From the records, pick out and copy each line containing "Some".
*** Opening Data provided ***
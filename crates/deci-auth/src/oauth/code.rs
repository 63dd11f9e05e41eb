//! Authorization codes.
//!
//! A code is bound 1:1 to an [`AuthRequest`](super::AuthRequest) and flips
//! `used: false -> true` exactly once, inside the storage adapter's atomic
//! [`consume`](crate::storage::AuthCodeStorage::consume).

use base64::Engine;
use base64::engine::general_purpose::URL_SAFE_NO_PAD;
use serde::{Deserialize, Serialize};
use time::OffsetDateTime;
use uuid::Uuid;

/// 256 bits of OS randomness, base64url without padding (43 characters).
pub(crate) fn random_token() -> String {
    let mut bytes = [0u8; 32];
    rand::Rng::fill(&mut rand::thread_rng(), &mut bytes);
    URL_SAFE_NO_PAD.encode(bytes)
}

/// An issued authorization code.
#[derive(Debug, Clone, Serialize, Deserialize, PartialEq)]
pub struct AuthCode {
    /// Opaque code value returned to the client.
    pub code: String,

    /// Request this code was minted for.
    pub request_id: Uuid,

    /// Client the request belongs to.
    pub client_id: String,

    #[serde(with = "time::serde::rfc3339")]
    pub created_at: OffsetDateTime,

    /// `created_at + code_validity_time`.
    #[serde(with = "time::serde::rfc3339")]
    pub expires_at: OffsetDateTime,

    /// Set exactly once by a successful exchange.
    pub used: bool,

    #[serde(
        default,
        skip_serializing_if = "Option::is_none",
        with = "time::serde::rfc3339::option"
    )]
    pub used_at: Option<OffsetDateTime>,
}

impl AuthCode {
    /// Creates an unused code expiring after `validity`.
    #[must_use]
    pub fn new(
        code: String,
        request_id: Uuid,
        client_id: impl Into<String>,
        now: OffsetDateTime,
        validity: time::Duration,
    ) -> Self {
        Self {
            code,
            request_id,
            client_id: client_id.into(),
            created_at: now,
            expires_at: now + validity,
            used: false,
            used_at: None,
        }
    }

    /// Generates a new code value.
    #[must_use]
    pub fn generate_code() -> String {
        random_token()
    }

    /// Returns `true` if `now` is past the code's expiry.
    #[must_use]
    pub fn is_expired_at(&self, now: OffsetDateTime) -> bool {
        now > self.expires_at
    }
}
*** Closing Data provided ***
*** Opening Data provided ***
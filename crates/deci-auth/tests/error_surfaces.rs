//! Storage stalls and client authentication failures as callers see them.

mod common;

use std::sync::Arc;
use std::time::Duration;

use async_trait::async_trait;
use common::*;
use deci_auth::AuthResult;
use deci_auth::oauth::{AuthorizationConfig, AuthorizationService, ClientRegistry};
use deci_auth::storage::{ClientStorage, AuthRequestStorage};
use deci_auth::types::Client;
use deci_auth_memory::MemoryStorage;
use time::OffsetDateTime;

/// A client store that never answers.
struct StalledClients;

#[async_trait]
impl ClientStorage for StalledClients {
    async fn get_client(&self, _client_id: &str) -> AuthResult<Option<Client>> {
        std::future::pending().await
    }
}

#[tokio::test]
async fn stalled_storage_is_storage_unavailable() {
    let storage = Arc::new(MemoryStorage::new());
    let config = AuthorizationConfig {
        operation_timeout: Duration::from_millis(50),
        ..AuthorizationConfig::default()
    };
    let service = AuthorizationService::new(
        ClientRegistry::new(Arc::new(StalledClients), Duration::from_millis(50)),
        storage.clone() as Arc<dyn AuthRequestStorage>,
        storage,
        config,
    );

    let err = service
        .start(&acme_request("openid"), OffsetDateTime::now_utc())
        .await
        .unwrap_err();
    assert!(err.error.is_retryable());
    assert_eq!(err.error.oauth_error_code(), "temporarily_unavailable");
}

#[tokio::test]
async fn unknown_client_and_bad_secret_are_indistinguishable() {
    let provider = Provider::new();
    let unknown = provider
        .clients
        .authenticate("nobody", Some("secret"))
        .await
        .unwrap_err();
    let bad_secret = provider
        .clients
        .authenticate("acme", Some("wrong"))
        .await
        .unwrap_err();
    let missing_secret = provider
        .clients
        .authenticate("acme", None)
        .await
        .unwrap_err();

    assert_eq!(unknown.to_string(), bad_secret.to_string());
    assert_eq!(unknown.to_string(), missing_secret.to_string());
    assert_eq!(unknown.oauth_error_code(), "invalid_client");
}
*** Closing Data provided ***
§ Finished exercise:
        .authenticate("nobody", Some("secret"))
        .authenticate("acme", Some("wrong"))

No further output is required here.